Artista joinvilense Juarez Machado comemora 70 anos nesta quarta-feira

Amigos e parentes são os personagens que contam sua história

Cláudia Morriesen  |  claudia.morriesen@an.com.br

No verão, Leonora Machado sempre conta com uma companhia agradável para sua caminhada pela quadra. Ela segura no braço de um homem que é a companhia que ela já conserva há 70 anos e que divide com ela o amor pela arte. Há algumas décadas, eles costumavam sentar lado a lado na sala de casa enquanto ela esperava a chegada do marido, que passava dias fora de casa, viajando.
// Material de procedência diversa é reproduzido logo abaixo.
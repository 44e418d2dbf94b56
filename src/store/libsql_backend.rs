//! libSQL backend — async `Store` trait implementation.
//!
//! Supports local file and in-memory databases.

use std::path::Path;
use std::sync::Arc;

use async_trait::async_trait;
use chrono::{DateTime, Utc};
use libsql::{Connection, Database as LibSqlDatabase, params};
use tracing::{debug, info};
use uuid::Uuid;

use crate::error::StoreError;
use crate::models::{Account, Campaign, CampaignStatus, Lead, LeadStatus, Provider, Step, Variant};
use crate::store::migrations;
use crate::store::traits::Store;

/// libSQL store backend.
///
/// Stores a single connection that is reused for all operations.
/// `libsql::Connection` is `Send + Sync` and safe for concurrent async use.
pub struct LibSqlStore {
    #[allow(dead_code)]
    db: Arc<LibSqlDatabase>,
    conn: Connection,
}

impl LibSqlStore {
    /// Open (or create) a local database file and run migrations.
    pub async fn new_local(path: &Path) -> Result<Self, StoreError> {
        if let Some(parent) = path.parent() {
            std::fs::create_dir_all(parent).map_err(|e| {
                StoreError::Connection(format!("Failed to create database directory: {e}"))
            })?;
        }

        let db = libsql::Builder::new_local(path)
            .build()
            .await
            .map_err(|e| StoreError::Connection(format!("Failed to open libSQL database: {e}")))?;

        let conn = db
            .connect()
            .map_err(|e| StoreError::Connection(format!("Failed to create connection: {e}")))?;

        let store = Self {
            db: Arc::new(db),
            conn,
        };
        store.run_migrations().await?;
        info!(path = %path.display(), "Database opened");
        Ok(store)
    }

    /// Create an in-memory database (for tests).
    pub async fn new_memory() -> Result<Self, StoreError> {
        let db = libsql::Builder::new_local(":memory:")
            .build()
            .await
            .map_err(|e| StoreError::Connection(format!("Failed to create in-memory database: {e}")))?;

        let conn = db
            .connect()
            .map_err(|e| StoreError::Connection(format!("Failed to create connection: {e}")))?;

        let store = Self {
            db: Arc::new(db),
            conn,
        };
        store.run_migrations().await?;
        Ok(store)
    }

    /// Get the connection.
    fn conn(&self) -> &Connection {
        &self.conn
    }

    /// Load a campaign's steps, ordered by step_order, with variants attached.
    async fn load_steps(&self, campaign_id: Uuid) -> Result<Vec<Step>, StoreError> {
        let conn = self.conn();
        let mut rows = conn
            .query(
                &format!(
                    "SELECT {STEP_COLUMNS} FROM campaign_steps WHERE campaign_id = ?1 ORDER BY step_order ASC"
                ),
                params![campaign_id.to_string()],
            )
            .await
            .map_err(|e| StoreError::Query(format!("load_steps: {e}")))?;

        let mut steps = Vec::new();
        while let Ok(Some(row)) = rows.next().await {
            match row_to_step(&row) {
                Ok(step) => steps.push(step),
                Err(e) => {
                    tracing::warn!("Skipping step row: {e}");
                }
            }
        }

        for step in &mut steps {
            step.variants = self.load_variants(step.id).await?;
        }
        Ok(steps)
    }

    /// Load a step's variants, ordered by name.
    async fn load_variants(&self, step_id: Uuid) -> Result<Vec<Variant>, StoreError> {
        let conn = self.conn();
        let mut rows = conn
            .query(
                &format!(
                    "SELECT {VARIANT_COLUMNS} FROM step_variants WHERE step_id = ?1 ORDER BY name ASC"
                ),
                params![step_id.to_string()],
            )
            .await
            .map_err(|e| StoreError::Query(format!("load_variants: {e}")))?;

        let mut variants = Vec::new();
        while let Ok(Some(row)) = rows.next().await {
            match row_to_variant(&row) {
                Ok(variant) => variants.push(variant),
                Err(e) => {
                    tracing::warn!("Skipping variant row: {e}");
                }
            }
        }
        Ok(variants)
    }
}
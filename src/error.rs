//! Error types for coldreach.

/// Top-level error type for the engine.
#[derive(Debug, thiserror::Error)]
pub enum Error {
    #[error("Configuration error: {0}")]
    Config(#[from] ConfigError),

    #[error("Store error: {0}")]
    Store(#[from] StoreError),

    #[error("Transport error: {0}")]
    Transport(#[from] TransportError),
}

/// Configuration-related errors.
#[derive(Debug, thiserror::Error)]
pub enum ConfigError {
    #[error("Missing required environment variable: {0}")]
    MissingEnvVar(String),

    #[error("Invalid configuration value for {key}: {message}")]
    InvalidValue { key: String, message: String },
}

/// Storage-related errors.
#[derive(Debug, thiserror::Error)]
pub enum StoreError {
    #[error("Connection error: {0}")]
    Connection(String),

    #[error("Query failed: {0}")]
    Query(String),

    #[error("Entity not found: {entity} with id {id}")]
    NotFound { entity: String, id: String },

    #[error("Migration failed: {0}")]
    Migration(String),

    #[error("Serialization error: {0}")]
    Serialization(String),
}

/// Provider transport errors.
#[derive(Debug, thiserror::Error)]
pub enum TransportError {
    #[error("Token refresh failed for {provider}: {reason}")]
    RefreshFailed { provider: String, reason: String },

    #[error("Send failed via {provider}: {reason}")]
    SendFailed { provider: String, reason: String },

    #[error("Rate limited by {provider}")]
    RateLimited { provider: String },

    #[error("Invalid message: {0}")]
    InvalidMessage(String),

    #[error("HTTP error: {0}")]
    Http(String),
}

/// Result type alias for the engine.
pub type Result<T> = std::result::Result<T, Error>;
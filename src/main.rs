use std::sync::Arc;

use coldreach::config::{EngineConfig, OauthAppCredentials};
use coldreach::dispatch::{self, Dispatcher};
use coldreach::models::Provider;
use coldreach::render::AssetStore;
use coldreach::store::{LibSqlStore, Store};
use coldreach::transport::{GoogleTransport, MicrosoftTransport, TransportRegistry};

#[tokio::main]
async fn main() -> Result<(), Box<dyn std::error::Error>> {
    // Initialize tracing
    tracing_subscriber::fmt()
        .with_env_filter(
            tracing_subscriber::EnvFilter::try_from_default_env()
                .unwrap_or_else(|_| tracing_subscriber::EnvFilter::new("info")),
        )
        .with_target(false)
        .init();

    let config = EngineConfig::from_env();

    eprintln!("📨 coldreach v{}", env!("CARGO_PKG_VERSION"));
    eprintln!("   Database: {}", config.db_path.display());
    eprintln!("   Uploads:  {}", config.upload_dir.display());
    eprintln!("   Tick:     every {}s", config.poll_interval.as_secs());

    // ── Database ─────────────────────────────────────────────────────────
    let store: Arc<dyn Store> = Arc::new(
        LibSqlStore::new_local(&config.db_path)
            .await
            .unwrap_or_else(|e| {
                eprintln!(
                    "Error: Failed to open database at {}: {}",
                    config.db_path.display(),
                    e
                );
                std::process::exit(1);
            }),
    );

    // ── Transports ───────────────────────────────────────────────────────
    let mut registry = TransportRegistry::new();

    if let Some(credentials) = OauthAppCredentials::from_env(Provider::Google) {
        registry.register(Arc::new(GoogleTransport::new(credentials)));
        eprintln!("   Gmail: enabled");
    }
    if let Some(credentials) = OauthAppCredentials::from_env(Provider::Outlook) {
        registry.register(Arc::new(MicrosoftTransport::new(credentials)));
        eprintln!("   Outlook: enabled");
    }
    if registry.is_empty() {
        eprintln!("   Warning: no providers configured, campaigns will be skipped");
        eprintln!("     export GOOGLE_CLIENT_ID=... GOOGLE_CLIENT_SECRET=...");
        eprintln!("     export MICROSOFT_CLIENT_ID=... MICROSOFT_CLIENT_SECRET=...");
    }
    eprintln!();

    // ── Dispatcher ───────────────────────────────────────────────────────
    let assets = AssetStore::new(&config.upload_dir);
    let poll_interval = config.poll_interval;
    let dispatcher = Arc::new(Dispatcher::new(config, store, Arc::new(registry), assets));
    let handle = dispatch::spawn_dispatcher(dispatcher, poll_interval);

    tokio::signal::ctrl_c().await?;
    tracing::info!("Ctrl+C received, shutting down...");
    handle.abort();

    Ok(())
}
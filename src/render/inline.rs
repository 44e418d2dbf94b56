//! Inline image handling — cid rewriting, background wrapping, and file
//! attachments pulled from the upload directory.

use std::sync::LazyLock;

use base64::Engine;
use base64::engine::general_purpose::STANDARD as BASE64_STANDARD;
use regex::Regex;

use crate::models::AttachmentRef;
use crate::render::EmailAttachment;
use crate::render::assets::AssetStore;

/// Matches img tags, capturing the src URL.
static IMG_SRC_RE: LazyLock<Regex> =
    LazyLock::new(|| Regex::new(r#"<img[^>]+src="([^">]+)""#).unwrap());

/// Build a content ID from a prefix and filename, keeping only ASCII
/// alphanumerics so the ID survives every mail client.
fn content_id(prefix: &str, filename: &str) -> String {
    let stripped: String = filename
        .chars()
        .filter(|c| c.is_ascii_alphanumeric())
        .collect();
    format!("{prefix}{stripped}")
}

/// Lowercased extension of a filename, without the dot.
fn extension_of(filename: &str) -> String {
    std::path::Path::new(filename)
        .extension()
        .map(|e| e.to_string_lossy().to_lowercase())
        .unwrap_or_default()
}

/// Content type for an inline image, by extension.
fn image_content_type(filename: &str) -> &'static str {
    match extension_of(filename).as_str() {
        "png" => "image/png",
        "jpg" | "jpeg" => "image/jpeg",
        "gif" => "image/gif",
        _ => "application/octet-stream",
    }
}

/// Content type for a background image. Anything that isn't a png is
/// treated as jpeg.
fn background_content_type(filename: &str) -> &'static str {
    if extension_of(filename) == "png" {
        "image/png"
    } else {
        "image/jpeg"
    }
}

/// Content type for a file attachment, by extension.
fn file_content_type(filename: &str) -> &'static str {
    match extension_of(filename).as_str() {
        "pdf" => "application/pdf",
        "docx" => "application/vnd.openxmlformats-officedocument.wordprocessingml.document",
        _ => "application/octet-stream",
    }
}

/// Scan HTML for img tags pointing at local uploads, rewrite their src to
/// cid: references, and collect the image bytes as inline attachments.
///
/// The same file referenced twice is attached once but rewritten everywhere.
/// References whose file is missing from disk are left untouched.
pub async fn extract_inline_images(
    html: &str,
    assets: &AssetStore,
) -> (String, Vec<EmailAttachment>) {
    let mut rewritten = html.to_string();
    let mut attachments: Vec<EmailAttachment> = Vec::new();

    for caps in IMG_SRC_RE.captures_iter(html) {
        let Some(url) = caps.get(1).map(|m| m.as_str()) else {
            continue;
        };
        if !AssetStore::is_local_reference(url) {
            continue;
        }

        let filename = AssetStore::filename_of(url);
        let Some(bytes) = assets.read(filename).await else {
            continue;
        };

        let cid = content_id("img_", filename);
        if !attachments.iter().any(|a| a.content_id == cid) {
            attachments.push(EmailAttachment {
                filename: filename.to_string(),
                content_type: image_content_type(filename).to_string(),
                content_b64: BASE64_STANDARD.encode(&bytes),
                content_id: cid.clone(),
            });
        }

        rewritten = rewritten.replace(url, &format!("cid:{cid}"));
    }

    (rewritten, attachments)
}

/// Wrap HTML in a div styled with a cid background image. Returns the
/// wrapped HTML and the background attachment, or the HTML unchanged when
/// the file is missing.
pub async fn apply_background(
    html: String,
    url: &str,
    assets: &AssetStore,
) -> (String, Option<EmailAttachment>) {
    let filename = AssetStore::filename_of(url);
    let Some(bytes) = assets.read(filename).await else {
        return (html, None);
    };

    let cid = content_id("bg_", filename);
    let attachment = EmailAttachment {
        filename: filename.to_string(),
        content_type: background_content_type(filename).to_string(),
        content_b64: BASE64_STANDARD.encode(&bytes),
        content_id: cid.clone(),
    };

    let wrapped = format!(
        r#"<div style="background-image: url('cid:{cid}'); background-size: cover; background-position: center; padding: 40px; min-height: 400px;">
    <div style="background: rgba(255,255,255,0.9); padding: 30px; border-radius: 8px; max-width: 600px; margin: 0 auto;">
        {html}
    </div>
</div>"#
    );

    (wrapped, Some(attachment))
}

/// Resolve step file attachments from the upload directory. The MIME
/// filename is the display name; the cid and content type come from the
/// stored filename. Missing files are skipped.
pub async fn resolve_attachments(
    refs: &[AttachmentRef],
    assets: &AssetStore,
) -> Vec<EmailAttachment> {
    let mut attachments = Vec::new();
    for att in refs {
        let local_filename = AssetStore::filename_of(&att.url);
        let Some(bytes) = assets.read(local_filename).await else {
            tracing::warn!(name = %att.name, url = %att.url, "Attachment file missing, skipping");
            continue;
        };
        attachments.push(EmailAttachment {
            filename: att.name.clone(),
            content_type: file_content_type(local_filename).to_string(),
            content_b64: BASE64_STANDARD.encode(&bytes),
            content_id: content_id("att_", local_filename),
        });
    }
    attachments
}

#[cfg(test)]
mod tests {
    use super::*;

    fn asset_dir() -> (tempfile::TempDir, AssetStore) {
        let dir = tempfile::tempdir().unwrap();
        let assets = AssetStore::new(dir.path());
        (dir, assets)
    }

    #[test]
    fn content_id_strips_non_alphanumerics() {
        assert_eq!(content_id("img_", "logo-v2.png"), "img_logov2png");
        assert_eq!(content_id("bg_", "hero image.jpg"), "bg_heroimagejpg");
        assert_eq!(content_id("att_", "deck_final.pdf"), "att_deckfinalpdf");
    }

    #[test]
    fn image_content_types_by_extension() {
        assert_eq!(image_content_type("a.png"), "image/png");
        assert_eq!(image_content_type("a.jpg"), "image/jpeg");
        assert_eq!(image_content_type("a.jpeg"), "image/jpeg");
        assert_eq!(image_content_type("a.gif"), "image/gif");
        assert_eq!(image_content_type("a.webp"), "application/octet-stream");
        // Extensions are matched case-insensitively
        assert_eq!(image_content_type("a.PNG"), "image/png");
    }

    #[test]
    fn background_content_type_defaults_to_jpeg() {
        assert_eq!(background_content_type("bg.png"), "image/png");
        assert_eq!(background_content_type("bg.jpg"), "image/jpeg");
        assert_eq!(background_content_type("bg.webp"), "image/jpeg");
    }

    #[test]
    fn file_content_types_by_extension() {
        assert_eq!(file_content_type("deck.pdf"), "application/pdf");
        assert_eq!(
            file_content_type("notes.docx"),
            "application/vnd.openxmlformats-officedocument.wordprocessingml.document"
        );
        assert_eq!(file_content_type("data.csv"), "application/octet-stream");
    }

    #[tokio::test]
    async fn extracts_and_rewrites_local_images() {
        let (dir, assets) = asset_dir();
        std::fs::write(dir.path().join("logo.png"), b"fake png").unwrap();

        let html = r#"<p>Hi</p><img alt="logo" src="http://localhost:8080/uploads/logo.png">"#;
        let (rewritten, attachments) = extract_inline_images(html, &assets).await;

        assert!(rewritten.contains(r#"src="cid:img_logopng""#));
        assert!(!rewritten.contains("/uploads/"));
        assert_eq!(attachments.len(), 1);
        assert_eq!(attachments[0].content_id, "img_logopng");
        assert_eq!(attachments[0].content_type, "image/png");
        assert_eq!(attachments[0].content_b64, BASE64_STANDARD.encode(b"fake png"));
    }

    #[tokio::test]
    async fn duplicate_image_attached_once_rewritten_everywhere() {
        let (dir, assets) = asset_dir();
        std::fs::write(dir.path().join("logo.png"), b"fake png").unwrap();

        let html = r#"<img src="/uploads/logo.png"><img src="/uploads/logo.png">"#;
        let (rewritten, attachments) = extract_inline_images(html, &assets).await;

        assert_eq!(attachments.len(), 1);
        assert_eq!(rewritten.matches("cid:img_logopng").count(), 2);
    }

    #[tokio::test]
    async fn external_images_left_alone() {
        let (_dir, assets) = asset_dir();
        let html = r#"<img src="https://cdn.example.com/banner.png">"#;
        let (rewritten, attachments) = extract_inline_images(html, &assets).await;

        assert_eq!(rewritten, html);
        assert!(attachments.is_empty());
    }

    #[tokio::test]
    async fn missing_image_left_untouched() {
        let (_dir, assets) = asset_dir();
        let html = r#"<img src="/uploads/gone.png">"#;
        let (rewritten, attachments) = extract_inline_images(html, &assets).await;

        assert_eq!(rewritten, html);
        assert!(attachments.is_empty());
    }

    #[tokio::test]
    async fn background_wraps_html() {
        let (dir, assets) = asset_dir();
        std::fs::write(dir.path().join("hero.jpg"), b"fake jpg").unwrap();

        let (wrapped, attachment) =
            apply_background("<p>Body</p>".to_string(), "/uploads/hero.jpg", &assets).await;

        let attachment = attachment.unwrap();
        assert_eq!(attachment.content_id, "bg_herojpg");
        assert_eq!(attachment.content_type, "image/jpeg");
        assert!(wrapped.contains("background-image: url('cid:bg_herojpg')"));
        assert!(wrapped.contains("background-size: cover"));
        assert!(wrapped.contains("rgba(255,255,255,0.9)"));
        assert!(wrapped.contains("<p>Body</p>"));
    }

    #[tokio::test]
    async fn missing_background_skipped() {
        let (_dir, assets) = asset_dir();
        let (html, attachment) =
            apply_background("<p>Body</p>".to_string(), "/uploads/gone.jpg", &assets).await;

        assert_eq!(html, "<p>Body</p>");
        assert!(attachment.is_none());
    }

    #[tokio::test]
    async fn attachments_use_display_name_and_local_cid() {
        let (dir, assets) = asset_dir();
        std::fs::write(dir.path().join("a1b2c3.pdf"), b"pdf bytes").unwrap();

        let refs = vec![
            AttachmentRef {
                name: "Pitch Deck.pdf".into(),
                url: "/uploads/a1b2c3.pdf".into(),
            },
            AttachmentRef {
                name: "Missing.docx".into(),
                url: "/uploads/gone.docx".into(),
            },
        ];
        let attachments = resolve_attachments(&refs, &assets).await;

        assert_eq!(attachments.len(), 1);
        assert_eq!(attachments[0].filename, "Pitch Deck.pdf");
        assert_eq!(attachments[0].content_type, "application/pdf");
        assert_eq!(attachments[0].content_id, "att_a1b2c3pdf");
    }
}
Foi ali que ela percebeu os primeiros traços do artista que nasceu dela e também nascia ao lado dela, surpreendendo-a com suas invenções que pareciam, a princípio, ações de um menino serelepe. Mas hoje, aos 94 anos, Leonora sabe que eram os primeiros passos de Juarez Machado, um dos artistas de quem os moradores de Joinville mais se orgulham e que participa de uma geração de artistas que revolucionaram a arte do século 20 e continua fazendo suas serelepices incessantemente no novo século.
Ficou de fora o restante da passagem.